Mañana, en la plaza de Las Ventas, después del apartado de
los toros, se colocará en la andanada del 8 una placa de cerámica en recuerdo
de Juanito Parra, el popular aficionado que presenció desde dicha localidad
absolutamente todos los festejos que se celebraron en el coso entre 1939 y
1979, año en que falleció, y animó constantemente el llamado «espíritu de la
andanada», que empezó a formarse mediada la década de los cincuenta. La
andanada del 8 ha adquirido tal fuerza que es alternativamente temible y
gratificante. La andanada del 8 se puede cargar el cartel de un torero o de un
ganadero, o una corrida entera, con la misma rotundidad con que puede
encumbrarlos o sacar de la nada al subalterno más modesto.
Hoy, la andanada es una tronante tribuna que indigna a los
taurinos y agota la paciencia de muchos espectadores, y se le acusa de
inoportuna, aquejada de un prurito de divismo e iconoclasta a ultranza. Todo lo
cual no compone una verdad (ni siquiera parcial), pues la verdad de cuanto es y
significa la andanada va por otros caminos, y es ésta: sin su actitud
vigilante, crítica y sonora, la plaza de Madrid nunca habría recobrado la
seriedad y la importancia que tiene en la actualidad.
Pero todo empezó, como decíamos, hacia la mitad de la década
de los cincuenta. Hasta entonces, Juanito era un espectador solitario, con sus
aficiones, sus filias y sus fobias, que invariablemente ocupaba una localidad
de la fila sexta pegada al 9. Daba palmas de tango, silbaba tapándose los oídos,
gritaba «¡Fuera, fuera!»; llevaba el reglamento en el bolsillo, pedía a gritos
el aviso a la hora en punto, etcétera. Era un aficionado intransigente,
convencido de que Las Ventas debía ser consecuente con su condición de primera
plaza del mundo.
Justo un día de junio de 1955 -cuando Antonio Bienvenida
alcanzó el gran triunfo de la corrida del Montepío, lidiando seis toros- ya no
estuvo solo, pues éramos dos.
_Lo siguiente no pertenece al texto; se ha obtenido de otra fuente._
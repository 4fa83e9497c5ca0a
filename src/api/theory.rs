//! Stateless music-theory functions exposed to JavaScript
//!
//! Everything here is a pure function of its arguments; editing state lives
//! in [`super::session::SolfaEditor`].

use wasm_bindgen::prelude::*;

use super::helpers::{deserialize, deserialize_optional, parse_arg, serialize, solfa_error};
use crate::harmony::{self, ChordProgression, Harmonizer, Modulation, RuleSet, SuggestionContext};
use crate::models::{KeySignature, Note, ScaleDegree, KEY_SIGNATURE_NAMES};
use crate::playback;
use crate::transposition::{self, MembershipStrategy};

#[wasm_bindgen(js_name = keySignatureNames)]
pub fn key_signature_names() -> Result<JsValue, JsValue> {
    serialize(&KEY_SIGNATURE_NAMES, "keySignatureNames")
}

#[wasm_bindgen(js_name = keySignature)]
pub fn key_signature(name: &str) -> Result<JsValue, JsValue> {
    let key = KeySignature::named(name).map_err(solfa_error)?;
    serialize(&key, "keySignature")
}

#[wasm_bindgen(js_name = transposeDegree)]
pub fn transpose_degree(degree: &str, steps: i32) -> Result<String, JsValue> {
    let degree: ScaleDegree = parse_arg(degree)?;
    Ok(transposition::transpose_degree(degree, steps as i64).as_str().to_string())
}

#[wasm_bindgen(js_name = transposeNote)]
pub fn transpose_note(note: JsValue, steps: i32) -> Result<JsValue, JsValue> {
    let note: Note = deserialize(note, "transposeNote: invalid note")?;
    serialize(&transposition::transpose_note(&note, steps as i64), "transposeNote")
}

/// `strategy` is `"semitoneTable"` (default) or `"diatonicDegree"`
#[wasm_bindgen(js_name = isNoteInKey)]
pub fn is_note_in_key(note: JsValue, key_name: &str, strategy: JsValue) -> Result<bool, JsValue> {
    let note: Note = deserialize(note, "isNoteInKey: invalid note")?;
    let key = KeySignature::named(key_name).map_err(solfa_error)?;
    let strategy: MembershipStrategy =
        deserialize_optional(strategy, "isNoteInKey: invalid strategy")?.unwrap_or_default();
    Ok(transposition::is_note_in_key_with(&note, &key, strategy))
}

#[wasm_bindgen(js_name = applyKeyAccidentals)]
pub fn apply_key_accidentals(note: JsValue, key_name: &str) -> Result<JsValue, JsValue> {
    let note: Note = deserialize(note, "applyKeyAccidentals: invalid note")?;
    let key = KeySignature::named(key_name).map_err(solfa_error)?;
    serialize(&key.apply_accidentals(&note), "applyKeyAccidentals")
}

#[wasm_bindgen(js_name = chordNotes)]
pub fn chord_notes(chord: JsValue) -> Result<JsValue, JsValue> {
    let chord: ChordProgression = deserialize(chord, "chordNotes: invalid chord")?;
    serialize(&harmony::chord_notes(&chord), "chordNotes")
}

#[wasm_bindgen(js_name = diatonicTriads)]
pub fn diatonic_triads(tonic: &str) -> Result<JsValue, JsValue> {
    let tonic: ScaleDegree = parse_arg(tonic)?;
    serialize(&harmony::diatonic_triads(tonic), "diatonicTriads")
}

#[wasm_bindgen(js_name = commonProgressions)]
pub fn common_progressions() -> Result<JsValue, JsValue> {
    serialize(&harmony::common_progressions(), "commonProgressions")
}

#[wasm_bindgen(js_name = applyModulation)]
pub fn apply_modulation(progression: JsValue, modulation: JsValue) -> Result<JsValue, JsValue> {
    let progression: Vec<ChordProgression> = deserialize(progression, "applyModulation: invalid progression")?;
    let modulation: Modulation = deserialize(modulation, "applyModulation: invalid modulation")?;
    serialize(&harmony::apply_modulation(&progression, modulation), "applyModulation")
}

#[wasm_bindgen(js_name = checkVoiceLeading)]
pub fn check_voice_leading(prev: JsValue, next: JsValue, strict: Option<bool>) -> Result<JsValue, JsValue> {
    let prev: ChordProgression = deserialize(prev, "checkVoiceLeading: invalid previous chord")?;
    let next: ChordProgression = deserialize(next, "checkVoiceLeading: invalid next chord")?;
    let report = RuleSet::strict(strict.unwrap_or(true)).check(&prev, &next);
    serialize(&report, "checkVoiceLeading")
}

#[wasm_bindgen(js_name = suggestNextChord)]
pub fn suggest_next_chord(current: JsValue, context: JsValue) -> Result<JsValue, JsValue> {
    let current: ChordProgression = deserialize(current, "suggestNextChord: invalid chord")?;
    let context: SuggestionContext = deserialize(context, "suggestNextChord: invalid context")?;
    serialize(&harmony::suggest_next_chord(&current, &context), "suggestNextChord")
}

/// Harmonize one soprano note without touching any session
#[wasm_bindgen(js_name = harmonizeNote)]
pub fn harmonize_note(
    soprano: JsValue,
    previous: JsValue,
    key_name: &str,
    strict: Option<bool>,
) -> Result<JsValue, JsValue> {
    let soprano: Note = deserialize(soprano, "harmonizeNote: invalid note")?;
    let previous: Option<ChordProgression> = deserialize_optional(previous, "harmonizeNote: invalid chord")?;
    let key = KeySignature::named(key_name).map_err(solfa_error)?;
    let harmonizer = Harmonizer::from_strictness(strict.unwrap_or(true));
    let result = harmonizer.harmonize(&soprano, previous.as_ref(), &key);
    serialize(&result, "harmonizeNote")
}

#[wasm_bindgen(js_name = noteFrequency)]
pub fn note_frequency(note: JsValue) -> Result<f64, JsValue> {
    let note: Note = deserialize(note, "noteFrequency: invalid note")?;
    Ok(playback::note_frequency(&note))
}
Y al domingo siguiente, tres.
Para la década de los sesenta ya había andanadistas
insignes, como el contable Ángel López y el coronel Echalecu (ambos ya
fallecidos), y otros que siguen aún hoy ocupando la localidad, fieles al
espíritu de la andanada. Pocos, pero con más moral que el Alcoyano y dotados de
unos pulmones privilegiados, capaces de hacer tronante la voz y crispar a
todo el taurineo chabacano y corrupto.
La autoridad no era la que debía ser y los andanadistas
aplicaban a los presidentes serios correctivos orales -nunca ofensivos ni
irrespetuosos, que hasta la vulgaridad estaba proscrita en la andanada-, los
cuales producían la inmediata presencia de la fuerza pública, que ordenaba
callar. Un día, Juanito le gritó al palco: «¡Orejas regala usted muchas, pero
no devuelve los toros cojos al corral!», y fue detenido. Algo que hoy sería impensable.
El aglutinante y el animador del espíritu de la andanada era
Juanito Parra -carpintero encofrador-, que, arrastrado el tercer toro,
obsequiaba, a los correligionarios con diminutos caramelos Saci, seguramente
para que suavizaran las gargantas. Así fue durante años y años. Corriendo el
tiempo, se formó la Peña Andanada -que asume el homenaje de mañana-, y nuevos
efectivos de aficionados se incorporaron a la localidad. Y llegó la novillada
inaugural de 1979, en la que, por primera vez durante cuarenta años, Juanito no
estaba en su localidad. Los andanadistas pensaron que algo muy grave había
debido suceder e hicieron averiguaciones. En efecto: Juanito había muerto, de
un infarto, precisamente en la muy taurina calle de la Victoria.